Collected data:
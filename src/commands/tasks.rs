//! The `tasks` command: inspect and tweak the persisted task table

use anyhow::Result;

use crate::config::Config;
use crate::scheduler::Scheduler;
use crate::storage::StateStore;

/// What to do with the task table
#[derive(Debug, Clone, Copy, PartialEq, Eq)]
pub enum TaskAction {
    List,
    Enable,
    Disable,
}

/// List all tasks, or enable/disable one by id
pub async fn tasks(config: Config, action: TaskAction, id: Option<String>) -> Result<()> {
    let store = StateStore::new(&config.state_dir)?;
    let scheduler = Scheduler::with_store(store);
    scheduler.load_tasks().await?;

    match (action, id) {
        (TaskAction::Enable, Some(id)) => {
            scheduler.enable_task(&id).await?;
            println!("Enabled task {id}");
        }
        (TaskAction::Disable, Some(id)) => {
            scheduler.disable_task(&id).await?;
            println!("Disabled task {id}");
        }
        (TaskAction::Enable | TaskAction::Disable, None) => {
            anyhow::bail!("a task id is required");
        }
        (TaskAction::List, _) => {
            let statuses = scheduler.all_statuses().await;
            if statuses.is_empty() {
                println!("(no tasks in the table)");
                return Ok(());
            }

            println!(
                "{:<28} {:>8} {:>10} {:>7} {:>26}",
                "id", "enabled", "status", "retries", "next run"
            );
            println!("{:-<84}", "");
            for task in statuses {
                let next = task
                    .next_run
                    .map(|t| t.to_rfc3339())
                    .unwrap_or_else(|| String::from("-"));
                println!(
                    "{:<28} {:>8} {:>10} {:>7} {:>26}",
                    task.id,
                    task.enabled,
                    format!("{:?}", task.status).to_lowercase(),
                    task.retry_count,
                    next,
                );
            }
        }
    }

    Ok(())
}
==
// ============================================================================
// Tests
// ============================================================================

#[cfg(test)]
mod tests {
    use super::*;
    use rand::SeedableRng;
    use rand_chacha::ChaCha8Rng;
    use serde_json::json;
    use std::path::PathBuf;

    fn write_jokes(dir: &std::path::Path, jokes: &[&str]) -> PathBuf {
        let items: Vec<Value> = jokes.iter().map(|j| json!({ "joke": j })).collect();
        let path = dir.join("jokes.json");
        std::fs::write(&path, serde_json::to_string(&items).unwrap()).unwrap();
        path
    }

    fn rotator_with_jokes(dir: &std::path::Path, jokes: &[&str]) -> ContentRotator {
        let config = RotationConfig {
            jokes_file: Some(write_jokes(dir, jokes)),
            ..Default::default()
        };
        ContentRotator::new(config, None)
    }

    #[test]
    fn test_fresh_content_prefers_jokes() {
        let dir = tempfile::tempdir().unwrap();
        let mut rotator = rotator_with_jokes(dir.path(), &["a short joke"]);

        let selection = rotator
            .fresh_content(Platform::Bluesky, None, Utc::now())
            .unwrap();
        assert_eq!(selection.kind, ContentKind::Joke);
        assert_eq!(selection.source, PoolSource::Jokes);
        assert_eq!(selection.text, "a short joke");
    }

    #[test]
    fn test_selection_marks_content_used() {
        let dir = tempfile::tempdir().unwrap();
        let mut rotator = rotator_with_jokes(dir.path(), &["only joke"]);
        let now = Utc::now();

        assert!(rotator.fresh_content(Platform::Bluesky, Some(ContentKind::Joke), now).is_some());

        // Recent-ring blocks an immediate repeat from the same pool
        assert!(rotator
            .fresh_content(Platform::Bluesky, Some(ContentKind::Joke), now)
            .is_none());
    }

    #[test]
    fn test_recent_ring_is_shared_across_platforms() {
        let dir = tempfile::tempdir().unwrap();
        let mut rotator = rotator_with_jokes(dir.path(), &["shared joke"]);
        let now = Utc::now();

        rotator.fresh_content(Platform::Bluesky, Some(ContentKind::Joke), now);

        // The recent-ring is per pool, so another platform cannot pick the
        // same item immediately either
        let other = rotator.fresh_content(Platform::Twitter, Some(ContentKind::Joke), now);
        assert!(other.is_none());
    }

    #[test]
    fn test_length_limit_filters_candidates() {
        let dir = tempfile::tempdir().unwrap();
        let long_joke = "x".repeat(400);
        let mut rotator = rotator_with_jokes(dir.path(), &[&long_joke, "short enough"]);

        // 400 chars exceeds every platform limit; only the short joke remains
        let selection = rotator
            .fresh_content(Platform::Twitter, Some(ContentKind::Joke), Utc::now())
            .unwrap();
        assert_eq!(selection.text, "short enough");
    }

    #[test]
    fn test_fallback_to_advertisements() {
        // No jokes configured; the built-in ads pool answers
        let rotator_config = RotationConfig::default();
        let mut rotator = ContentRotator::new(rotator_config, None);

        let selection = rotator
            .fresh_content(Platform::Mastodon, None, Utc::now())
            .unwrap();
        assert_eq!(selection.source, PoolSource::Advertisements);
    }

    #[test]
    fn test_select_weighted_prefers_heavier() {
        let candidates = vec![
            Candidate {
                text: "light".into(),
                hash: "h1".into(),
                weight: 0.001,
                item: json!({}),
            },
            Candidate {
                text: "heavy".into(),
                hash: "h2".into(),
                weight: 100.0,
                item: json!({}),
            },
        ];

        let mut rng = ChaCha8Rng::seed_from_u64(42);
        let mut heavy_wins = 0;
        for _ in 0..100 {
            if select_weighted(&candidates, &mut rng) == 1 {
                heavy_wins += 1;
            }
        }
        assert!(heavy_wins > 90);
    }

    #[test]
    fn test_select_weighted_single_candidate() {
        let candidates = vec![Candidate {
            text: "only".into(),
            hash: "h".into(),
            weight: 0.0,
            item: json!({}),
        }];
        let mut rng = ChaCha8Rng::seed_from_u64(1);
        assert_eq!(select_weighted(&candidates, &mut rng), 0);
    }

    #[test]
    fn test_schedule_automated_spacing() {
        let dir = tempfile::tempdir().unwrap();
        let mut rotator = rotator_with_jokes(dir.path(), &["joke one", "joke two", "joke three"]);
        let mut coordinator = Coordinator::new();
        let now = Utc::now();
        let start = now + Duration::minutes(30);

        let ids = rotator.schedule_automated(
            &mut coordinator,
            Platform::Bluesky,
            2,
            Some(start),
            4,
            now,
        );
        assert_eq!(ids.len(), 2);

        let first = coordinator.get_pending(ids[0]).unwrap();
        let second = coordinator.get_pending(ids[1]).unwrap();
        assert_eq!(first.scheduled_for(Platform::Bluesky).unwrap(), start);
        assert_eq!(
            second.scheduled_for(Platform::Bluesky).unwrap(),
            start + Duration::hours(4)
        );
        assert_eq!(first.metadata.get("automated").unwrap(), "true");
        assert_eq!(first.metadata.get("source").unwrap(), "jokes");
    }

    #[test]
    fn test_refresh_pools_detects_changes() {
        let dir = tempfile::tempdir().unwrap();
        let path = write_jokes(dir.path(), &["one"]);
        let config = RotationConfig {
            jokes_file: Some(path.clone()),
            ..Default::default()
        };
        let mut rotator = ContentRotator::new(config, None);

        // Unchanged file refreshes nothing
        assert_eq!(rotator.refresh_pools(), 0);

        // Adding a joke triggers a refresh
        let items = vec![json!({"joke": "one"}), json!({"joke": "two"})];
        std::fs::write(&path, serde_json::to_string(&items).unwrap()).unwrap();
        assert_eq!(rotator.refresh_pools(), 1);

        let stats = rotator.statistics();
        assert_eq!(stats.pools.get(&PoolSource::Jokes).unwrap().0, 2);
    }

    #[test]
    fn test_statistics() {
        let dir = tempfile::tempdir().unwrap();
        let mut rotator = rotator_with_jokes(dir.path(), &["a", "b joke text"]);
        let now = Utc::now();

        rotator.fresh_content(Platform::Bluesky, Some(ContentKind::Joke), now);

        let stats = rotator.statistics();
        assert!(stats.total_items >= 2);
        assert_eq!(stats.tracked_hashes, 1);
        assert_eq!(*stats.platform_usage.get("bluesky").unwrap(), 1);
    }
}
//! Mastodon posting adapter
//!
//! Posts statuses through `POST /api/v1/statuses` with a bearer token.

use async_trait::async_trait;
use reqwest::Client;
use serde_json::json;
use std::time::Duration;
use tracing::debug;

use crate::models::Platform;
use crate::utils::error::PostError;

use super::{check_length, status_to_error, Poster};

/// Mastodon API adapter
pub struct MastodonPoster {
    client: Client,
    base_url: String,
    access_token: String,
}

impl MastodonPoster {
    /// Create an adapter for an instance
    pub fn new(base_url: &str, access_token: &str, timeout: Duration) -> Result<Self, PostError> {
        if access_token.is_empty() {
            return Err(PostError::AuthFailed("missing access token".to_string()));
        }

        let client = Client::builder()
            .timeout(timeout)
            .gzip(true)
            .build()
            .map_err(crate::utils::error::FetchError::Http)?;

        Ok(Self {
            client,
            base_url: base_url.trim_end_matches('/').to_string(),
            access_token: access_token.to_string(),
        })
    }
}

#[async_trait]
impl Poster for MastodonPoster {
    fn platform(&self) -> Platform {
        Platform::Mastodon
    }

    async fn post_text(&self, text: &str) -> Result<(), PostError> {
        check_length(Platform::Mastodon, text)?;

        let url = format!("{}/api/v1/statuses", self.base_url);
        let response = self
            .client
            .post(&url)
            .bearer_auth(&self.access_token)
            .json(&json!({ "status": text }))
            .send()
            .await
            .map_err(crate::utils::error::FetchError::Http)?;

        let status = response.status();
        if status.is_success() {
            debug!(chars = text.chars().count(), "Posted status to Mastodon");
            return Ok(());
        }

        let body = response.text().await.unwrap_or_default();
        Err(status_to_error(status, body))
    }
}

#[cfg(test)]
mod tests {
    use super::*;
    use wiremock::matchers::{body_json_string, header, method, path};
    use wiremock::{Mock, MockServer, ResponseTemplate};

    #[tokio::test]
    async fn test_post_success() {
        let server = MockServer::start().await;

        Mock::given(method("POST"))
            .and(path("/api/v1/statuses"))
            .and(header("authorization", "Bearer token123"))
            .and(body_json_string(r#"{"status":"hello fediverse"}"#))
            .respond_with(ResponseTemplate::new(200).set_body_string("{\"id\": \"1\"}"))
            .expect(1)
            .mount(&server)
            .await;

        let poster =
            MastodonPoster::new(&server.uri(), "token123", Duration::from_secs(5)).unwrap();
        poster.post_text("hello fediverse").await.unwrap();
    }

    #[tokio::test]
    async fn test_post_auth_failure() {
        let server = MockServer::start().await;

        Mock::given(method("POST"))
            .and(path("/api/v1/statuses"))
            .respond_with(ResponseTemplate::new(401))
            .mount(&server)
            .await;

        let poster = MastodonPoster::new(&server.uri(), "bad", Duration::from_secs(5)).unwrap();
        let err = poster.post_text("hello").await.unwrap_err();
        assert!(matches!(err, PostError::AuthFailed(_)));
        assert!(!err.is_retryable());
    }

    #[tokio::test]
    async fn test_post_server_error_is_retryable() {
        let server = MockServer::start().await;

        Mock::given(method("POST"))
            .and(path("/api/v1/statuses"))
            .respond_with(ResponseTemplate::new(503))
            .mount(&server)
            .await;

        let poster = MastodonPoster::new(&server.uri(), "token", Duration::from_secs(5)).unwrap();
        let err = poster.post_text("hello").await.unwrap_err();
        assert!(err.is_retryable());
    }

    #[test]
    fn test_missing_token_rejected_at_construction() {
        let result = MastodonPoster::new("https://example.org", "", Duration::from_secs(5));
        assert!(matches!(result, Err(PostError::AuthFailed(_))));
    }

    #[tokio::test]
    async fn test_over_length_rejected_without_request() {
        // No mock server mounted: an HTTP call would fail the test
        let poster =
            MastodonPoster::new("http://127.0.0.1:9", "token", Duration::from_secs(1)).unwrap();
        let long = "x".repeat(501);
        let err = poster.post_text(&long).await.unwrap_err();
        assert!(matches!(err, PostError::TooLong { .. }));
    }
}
---
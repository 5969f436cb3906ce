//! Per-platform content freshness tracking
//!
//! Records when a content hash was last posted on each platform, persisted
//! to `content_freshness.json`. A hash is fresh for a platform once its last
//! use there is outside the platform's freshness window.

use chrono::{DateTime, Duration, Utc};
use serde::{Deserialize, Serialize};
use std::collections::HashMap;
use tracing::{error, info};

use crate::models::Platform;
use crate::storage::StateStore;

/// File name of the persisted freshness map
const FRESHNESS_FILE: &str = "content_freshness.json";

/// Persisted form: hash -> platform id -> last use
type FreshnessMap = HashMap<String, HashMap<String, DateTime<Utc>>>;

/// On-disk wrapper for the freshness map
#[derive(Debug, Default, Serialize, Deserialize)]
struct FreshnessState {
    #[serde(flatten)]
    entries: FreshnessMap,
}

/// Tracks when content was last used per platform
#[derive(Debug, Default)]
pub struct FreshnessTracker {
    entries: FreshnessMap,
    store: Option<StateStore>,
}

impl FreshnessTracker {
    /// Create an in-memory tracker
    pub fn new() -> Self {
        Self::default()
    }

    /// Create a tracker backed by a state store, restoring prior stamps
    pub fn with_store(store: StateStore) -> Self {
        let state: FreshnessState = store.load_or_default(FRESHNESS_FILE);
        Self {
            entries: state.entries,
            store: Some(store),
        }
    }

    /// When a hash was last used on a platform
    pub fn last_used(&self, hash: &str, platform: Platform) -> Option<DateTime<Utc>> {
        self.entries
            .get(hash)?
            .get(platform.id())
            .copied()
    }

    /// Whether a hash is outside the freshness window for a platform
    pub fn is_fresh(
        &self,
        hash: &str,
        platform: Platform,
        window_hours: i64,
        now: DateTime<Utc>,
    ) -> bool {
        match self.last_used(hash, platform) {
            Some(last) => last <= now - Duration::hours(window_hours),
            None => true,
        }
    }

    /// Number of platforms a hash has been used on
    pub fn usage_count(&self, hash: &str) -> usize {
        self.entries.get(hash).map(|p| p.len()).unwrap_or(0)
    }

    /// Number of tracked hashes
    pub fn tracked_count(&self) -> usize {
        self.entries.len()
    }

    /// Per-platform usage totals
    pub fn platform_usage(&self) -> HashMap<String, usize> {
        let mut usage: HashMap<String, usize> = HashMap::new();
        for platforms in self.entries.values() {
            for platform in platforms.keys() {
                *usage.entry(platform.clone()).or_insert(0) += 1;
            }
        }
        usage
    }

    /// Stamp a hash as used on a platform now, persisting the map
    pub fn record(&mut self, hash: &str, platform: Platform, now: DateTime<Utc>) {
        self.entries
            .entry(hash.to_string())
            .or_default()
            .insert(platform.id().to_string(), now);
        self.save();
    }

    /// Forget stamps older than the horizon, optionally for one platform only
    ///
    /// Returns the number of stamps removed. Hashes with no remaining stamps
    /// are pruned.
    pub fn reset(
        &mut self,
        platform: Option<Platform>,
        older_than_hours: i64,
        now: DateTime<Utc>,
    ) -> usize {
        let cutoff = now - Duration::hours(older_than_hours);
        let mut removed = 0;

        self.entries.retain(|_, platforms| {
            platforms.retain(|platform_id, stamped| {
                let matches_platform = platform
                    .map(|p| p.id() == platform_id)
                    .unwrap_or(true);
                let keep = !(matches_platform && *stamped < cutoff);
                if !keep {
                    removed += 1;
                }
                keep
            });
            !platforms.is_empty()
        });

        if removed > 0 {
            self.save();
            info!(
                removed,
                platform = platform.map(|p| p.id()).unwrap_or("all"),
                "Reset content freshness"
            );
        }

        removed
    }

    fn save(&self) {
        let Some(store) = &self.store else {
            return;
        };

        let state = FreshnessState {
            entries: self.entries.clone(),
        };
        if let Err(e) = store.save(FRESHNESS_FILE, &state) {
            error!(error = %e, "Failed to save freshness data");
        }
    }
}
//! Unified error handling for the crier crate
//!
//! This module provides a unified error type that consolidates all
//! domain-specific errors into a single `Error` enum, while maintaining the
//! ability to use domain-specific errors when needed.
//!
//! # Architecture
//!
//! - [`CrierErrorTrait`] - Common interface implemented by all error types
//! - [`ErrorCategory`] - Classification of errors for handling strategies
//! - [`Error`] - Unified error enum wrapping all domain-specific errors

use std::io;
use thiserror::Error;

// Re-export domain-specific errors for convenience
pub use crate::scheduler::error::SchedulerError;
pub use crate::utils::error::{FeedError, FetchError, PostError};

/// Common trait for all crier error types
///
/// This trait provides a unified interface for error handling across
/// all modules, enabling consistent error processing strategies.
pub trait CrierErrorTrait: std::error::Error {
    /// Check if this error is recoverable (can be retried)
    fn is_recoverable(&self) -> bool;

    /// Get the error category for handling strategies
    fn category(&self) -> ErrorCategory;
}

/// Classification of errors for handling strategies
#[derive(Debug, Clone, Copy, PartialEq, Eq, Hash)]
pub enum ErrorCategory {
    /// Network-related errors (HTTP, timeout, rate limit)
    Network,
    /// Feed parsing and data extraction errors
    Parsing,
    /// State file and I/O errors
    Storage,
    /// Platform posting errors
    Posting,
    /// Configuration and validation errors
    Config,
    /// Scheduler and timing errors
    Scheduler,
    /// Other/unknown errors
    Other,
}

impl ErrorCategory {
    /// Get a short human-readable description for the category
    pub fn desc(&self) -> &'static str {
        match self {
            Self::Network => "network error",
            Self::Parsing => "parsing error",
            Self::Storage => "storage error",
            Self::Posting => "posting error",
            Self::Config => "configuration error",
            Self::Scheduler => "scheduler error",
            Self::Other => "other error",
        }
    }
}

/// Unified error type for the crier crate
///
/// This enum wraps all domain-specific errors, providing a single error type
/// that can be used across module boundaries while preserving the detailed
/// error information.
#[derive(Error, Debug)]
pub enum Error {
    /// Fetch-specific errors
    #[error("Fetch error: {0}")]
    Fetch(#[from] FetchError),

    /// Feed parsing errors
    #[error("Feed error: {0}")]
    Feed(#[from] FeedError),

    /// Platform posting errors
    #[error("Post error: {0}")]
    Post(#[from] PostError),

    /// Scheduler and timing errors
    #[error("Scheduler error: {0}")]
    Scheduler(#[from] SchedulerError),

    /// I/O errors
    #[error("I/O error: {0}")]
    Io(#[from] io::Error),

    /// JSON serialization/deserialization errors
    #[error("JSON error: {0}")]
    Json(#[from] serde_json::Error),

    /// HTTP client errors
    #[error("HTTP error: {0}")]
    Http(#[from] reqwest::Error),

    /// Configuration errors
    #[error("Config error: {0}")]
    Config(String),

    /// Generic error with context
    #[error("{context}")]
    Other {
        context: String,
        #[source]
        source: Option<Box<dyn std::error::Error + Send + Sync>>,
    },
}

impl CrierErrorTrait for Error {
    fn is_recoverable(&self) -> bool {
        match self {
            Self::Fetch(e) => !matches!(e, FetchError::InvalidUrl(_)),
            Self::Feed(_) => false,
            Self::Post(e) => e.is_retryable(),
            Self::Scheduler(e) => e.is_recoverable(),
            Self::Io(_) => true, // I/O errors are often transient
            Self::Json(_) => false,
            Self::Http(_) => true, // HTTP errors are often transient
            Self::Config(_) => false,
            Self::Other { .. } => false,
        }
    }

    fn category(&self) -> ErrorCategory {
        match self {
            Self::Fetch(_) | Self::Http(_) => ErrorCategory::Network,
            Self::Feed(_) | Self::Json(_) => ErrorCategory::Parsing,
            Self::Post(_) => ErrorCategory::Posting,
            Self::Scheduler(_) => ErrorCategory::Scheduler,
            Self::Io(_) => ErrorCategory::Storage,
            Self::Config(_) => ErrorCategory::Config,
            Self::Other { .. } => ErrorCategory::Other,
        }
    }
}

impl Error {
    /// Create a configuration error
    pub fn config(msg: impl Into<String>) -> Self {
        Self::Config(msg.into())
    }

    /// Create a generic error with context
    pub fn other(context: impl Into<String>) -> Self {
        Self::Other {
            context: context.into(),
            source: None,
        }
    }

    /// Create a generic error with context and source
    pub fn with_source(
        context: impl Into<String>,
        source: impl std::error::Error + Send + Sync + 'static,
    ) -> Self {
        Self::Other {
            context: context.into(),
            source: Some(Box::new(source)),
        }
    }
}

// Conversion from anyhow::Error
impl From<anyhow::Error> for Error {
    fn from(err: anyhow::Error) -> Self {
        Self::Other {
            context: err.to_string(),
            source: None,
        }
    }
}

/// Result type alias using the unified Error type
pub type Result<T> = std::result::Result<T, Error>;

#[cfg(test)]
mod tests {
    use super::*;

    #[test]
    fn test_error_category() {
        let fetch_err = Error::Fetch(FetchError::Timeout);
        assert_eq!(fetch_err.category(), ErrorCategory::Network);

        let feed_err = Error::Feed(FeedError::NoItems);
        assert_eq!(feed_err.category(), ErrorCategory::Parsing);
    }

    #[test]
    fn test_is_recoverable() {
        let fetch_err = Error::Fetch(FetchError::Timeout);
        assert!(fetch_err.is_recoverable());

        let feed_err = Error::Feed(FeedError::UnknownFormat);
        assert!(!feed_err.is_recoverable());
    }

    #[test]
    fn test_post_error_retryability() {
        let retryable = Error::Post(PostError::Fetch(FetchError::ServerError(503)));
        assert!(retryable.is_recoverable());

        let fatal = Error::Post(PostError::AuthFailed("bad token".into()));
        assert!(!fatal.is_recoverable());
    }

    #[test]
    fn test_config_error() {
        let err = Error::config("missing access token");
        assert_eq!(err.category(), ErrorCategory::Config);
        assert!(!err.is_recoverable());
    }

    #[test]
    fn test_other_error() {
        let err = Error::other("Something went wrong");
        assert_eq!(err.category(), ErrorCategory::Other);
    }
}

▶ _What you are asked to do_: Whenever a line includes the word "provides", pull it out of the entries.

▶ _Response area_:
//! This module provides a unified error type that consolidates all
/// This trait provides a unified interface for error handling across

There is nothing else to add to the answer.